Regensburg
Jenseits aller Stile und Moden: Die Fotokunst von Alois Achatz

29.09.2022 | Stand 15.09.2023, 3:29 Uhr
Peter Geiger
Alois Achatz zeigt in der Galerie konstantin b. in Regensburg seine Bilder. Der Fotokünstler bedient sich der aufwendigen Technik der Heliogravüre. −Foto: www.altrofoto.de

Die Technik ist aufwendig, die Ergebnisse faszinierend: Fotokünstler Alois Achatz zeigt in der Galerie konstantin b. unter dem Titel „Helio“ eine Auswahl seiner Arbeiten.

Die Geschichte der Fotografie ist geprägt von dem Versprechen, dass alles einfacher wird: Schon vor mehr als 100 Jahren versicherte Kodak seiner Kundschaft, dass ein Knopfdruck genügt. Den mühseligen Rest erledigten dann die hauseigenen Spezialisten. Agfa schob das Motto „Ritsch – Ratsch – Klick!“ hinterher. Und die Fotoplattform Instagram? Mittels digitaler Filter lassen sich kontrastarme Kamellen mit einem Fingerstrich in Hochglanzbilder verwandeln – und die lassen sich in Sekundenschnelle in der Welt verbreiten.

Man sieht: Alles strebt nach Überwindung der Erdenschwere der Technik. Geht man durch die Ausstellung „Helio“ in der Galerie konstantin b., könnte man zu der Ansicht gelangen, dass sich der Fotokünstler Alois Achatz mit seiner Technik, der Heliogravüre, ganz bewusst abkoppelt von den Errungenschaften der Gegenwart, dass er so etwas wie die asterixhafte Antithese zu all den Modernismen darstellt. Aber: Oft liegen die Sachen komplizierter.

Beginnt man ein Gespräch mit Alois Achatz über seine kleinformatigen Arbeiten, die ihre Grandiosität gerade durch die fotografische Inszenierung entfachen, so erfährt man: Aufs Digitale kann er gar nicht verzichten. Dennoch benötigt der Oberpfälzer Künstler, Jahrgang 1964, auch Zubehör, das vom Markt schon fast verschwunden ist und nur noch in Nischen gehandelt wird, für seine Heliogravüre, die im 19. Jahrhundert entwickelt wurde und als Vorläufer des Tiefdruckverfahrens gilt. Lange Zeit hortete er im Atelier in Eitlbrunn bei Regensburg einen Schatz aus Pigmentpapier und Kupferplatten. Der garantierte ihm, dass er seine aufwendige Kunst betreiben konnte. Mittlerweile sind diese Vorräte aber zur Neige gegangen. Jetzt bezieht er sein Material von Spezial-Versendern aus den USA.

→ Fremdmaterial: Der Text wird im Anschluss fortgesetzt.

use std::collections::HashMap;
use std::sync::{Arc, PoisonError, RwLock};

use tracing::{debug, info};

use crate::models::{normalize_isbn, BookRecord};
use crate::provider::{BookSource, EnrichmentSource};
use crate::validator::CoverCheck;

use super::merge::fill_if_absent;

/// Resolves ISBNs to book records through a fixed source cascade.
///
/// Order of preference:
/// 1. the in-memory cache
/// 2. the enrichment source by ISBN, returned as-is
/// 3. the secondary source, backfilled from the primary source
/// 4. the primary source alone
///
/// Records from tiers 3 and 4 get a title search on the enrichment source
/// when they lack a page count or a usable cover. Every backfill only fills
/// fields that are still absent.
pub struct BookResolver {
    enrichment: Arc<dyn EnrichmentSource>,
    secondary: Arc<dyn BookSource>,
    primary: Arc<dyn BookSource>,
    covers: Arc<dyn CoverCheck>,
    cache: RwLock<HashMap<String, Arc<BookRecord>>>,
}

impl BookResolver {
    /// Create a resolver.
    ///
    /// # Arguments
    /// * `enrichment` - Scrape source tried first and used for title backfill
    /// * `secondary` - Bibliographic source whose records are backfilled
    /// * `primary` - Bibliographic source used for backfill and as last resort
    /// * `covers` - Decides whether a cover URL counts as present
    pub fn new(
        enrichment: Arc<dyn EnrichmentSource>,
        secondary: Arc<dyn BookSource>,
        primary: Arc<dyn BookSource>,
        covers: Arc<dyn CoverCheck>,
    ) -> Self {
        Self {
            enrichment,
            secondary,
            primary,
            covers,
            cache: RwLock::new(HashMap::new()),
        }
    }

    /// Resolve an ISBN to a record, or `None` when no source knows it.
    ///
    /// With `use_cache`, a previously resolved record is returned without any
    /// remote call. Resolved records are cached either way.
    pub async fn resolve(&self, isbn: &str, use_cache: bool) -> Option<Arc<BookRecord>> {
        let isbn = normalize_isbn(isbn);

        if use_cache {
            if let Some(book) = self.cached(&isbn) {
                debug!("Cache hit for {}", isbn);
                return Some(book);
            }
        }

        let book = self.run_cascade(&isbn).await;
        match &book {
            Some(book) => info!(
                "Resolved {} from {} (title: {})",
                isbn,
                book.source,
                book.title.as_deref().unwrap_or("-")
            ),
            None => info!("No source has a record for {}", isbn),
        }

        book.map(|book| self.store(&isbn, book))
    }

    /// Cached record for an ISBN, if one was resolved before.
    pub fn cached(&self, isbn: &str) -> Option<Arc<BookRecord>> {
        self.cache
            .read()
            .unwrap_or_else(PoisonError::into_inner)
            .get(&normalize_isbn(isbn))
            .cloned()
    }

    /// Number of cached records.
    pub fn cache_len(&self) -> usize {
        self.cache
            .read()
            .unwrap_or_else(PoisonError::into_inner)
            .len()
    }

    pub fn clear_cache(&self) {
        self.cache
            .write()
            .unwrap_or_else(PoisonError::into_inner)
            .clear();
    }

    fn store(&self, isbn: &str, book: BookRecord) -> Arc<BookRecord> {
        let book = Arc::new(book);
        self.cache
            .write()
            .unwrap_or_else(PoisonError::into_inner)
            .insert(isbn.to_string(), Arc::clone(&book));
        book
    }

    async fn run_cascade(&self, isbn: &str) -> Option<BookRecord> {
        debug!("Trying {} by ISBN for {}", self.enrichment.id(), isbn);
        if let Some(book) = self.enrichment.fetch(isbn).await {
            return Some(book);
        }

        debug!("Trying {} for {}", self.secondary.id(), isbn);
        if let Some(mut book) = self.secondary.fetch(isbn).await {
            let mut cover_ok = self.has_valid_cover(&book).await;

            debug!("Backfilling {} from {}", isbn, self.primary.id());
            if let Some(primary) = self.primary.fetch(isbn).await {
                fill_if_absent(&mut book.publisher, primary.publisher);
                fill_if_absent(&mut book.page_count, primary.page_count);
                fill_if_absent(&mut book.published_date, primary.published_date);
                self.fill_cover(&mut book, &mut cover_ok, primary.cover_image_url)
                    .await;
            }

            self.enrich(&mut book, cover_ok).await;
            return Some(book);
        }

        debug!("Trying {} for {}", self.primary.id(), isbn);
        if let Some(mut book) = self.primary.fetch(isbn).await {
            let cover_ok = self.has_valid_cover(&book).await;
            self.enrich(&mut book, cover_ok).await;
            return Some(book);
        }

        None
    }

    /// Title search backfill for records missing a page count or cover.
    async fn enrich(&self, book: &mut BookRecord, mut cover_ok: bool) {
        if book.page_count.is_some() && cover_ok {
            return;
        }
        let Some(title) = book.title.clone() else {
            debug!("{} needs enrichment but has no title", book.isbn());
            return;
        };

        debug!(
            "Enriching {} via {} title search",
            book.isbn(),
            self.enrichment.id()
        );
        let author = book.first_author().map(str::to_string);
        let isbn = book.isbn().to_string();
        let Some(found) = self
            .enrichment
            .fetch_by_title(&title, author.as_deref(), Some(&isbn))
            .await
        else {
            return;
        };

        fill_if_absent(&mut book.page_count, found.page_count);
        fill_if_absent(&mut book.published_date, found.published_date);
        self.fill_cover(book, &mut cover_ok, found.cover_image_url)
            .await;
        fill_if_absent(&mut book.description, found.description);
    }

    async fn has_valid_cover(&self, book: &BookRecord) -> bool {
        match book.cover_image_url.as_deref() {
            Some(url) => self.covers.is_valid_cover(url).await,
            None => false,
        }
    }

    /// Fill the cover from `candidate` unless a usable one is present.
    ///
    /// An unusable cover counts as absent, but is only replaced by a
    /// candidate that passes the check itself.
    async fn fill_cover(
        &self,
        book: &mut BookRecord,
        cover_ok: &mut bool,
        candidate: Option<String>,
    ) {
        if *cover_ok {
            return;
        }
        let Some(url) = candidate else {
            return;
        };
        if !self.covers.is_valid_cover(&url).await {
            debug!("Rejected cover candidate {}", url);
            return;
        }

        book.cover_image_url = Some(url);
        *cover_ok = true;
    }
}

Ohne in die technischen Einzelheiten einsteigen zu wollen: Es ist aufwendig und kompliziert, solche Heliogravüren herzustellen. Die Gelatine, mit der Alois Achatz arbeitet, „ist sehr temperaturanfällig! Wird’s wärmer als 23 Grad, werden meine Abzüge nichts!“, sagt er. Weshalb er immer darauf achten muss, dass sein Material schön kühl bleibt. Die rund 25 Arbeiten, die bis Mitte November am Brixener Hof ausgestellt sind, führen vor Auge, was die Stärke des Verfahrens ausmacht: Es lassen sich echte Halbtöne darstellen.

Alois Achatz hat 2021 in zwei historischen Gebäuden in Kallmünz fotografiert. Was ihn interessiert, sind vor allem „vorgefundene Situationen“. Ein Tisch, ein Stuhl, eine Schüssel auf der Fensterbank. Ein an der Wand lehnender Besen. Aus Hinterlassenschaften des Alltags entwickelt er eine eigene Poesie, indem er Hell-Dunkel-Kontraste auf kleinstem Format großartig inszeniert. Seine Pflanzenfotos wiederum atmen den Geist von Karl Blossfeldt. Wie der 1932 verstorbenen Fotograf, der der Neuen Sachlichkeit zugeordnet wird, verleiht Alois Achatz seinen Karden- und Liebstöckl-Porträts eine eigene Würde. Und das ist schließlich etwas, das nie aus der Mode gerät.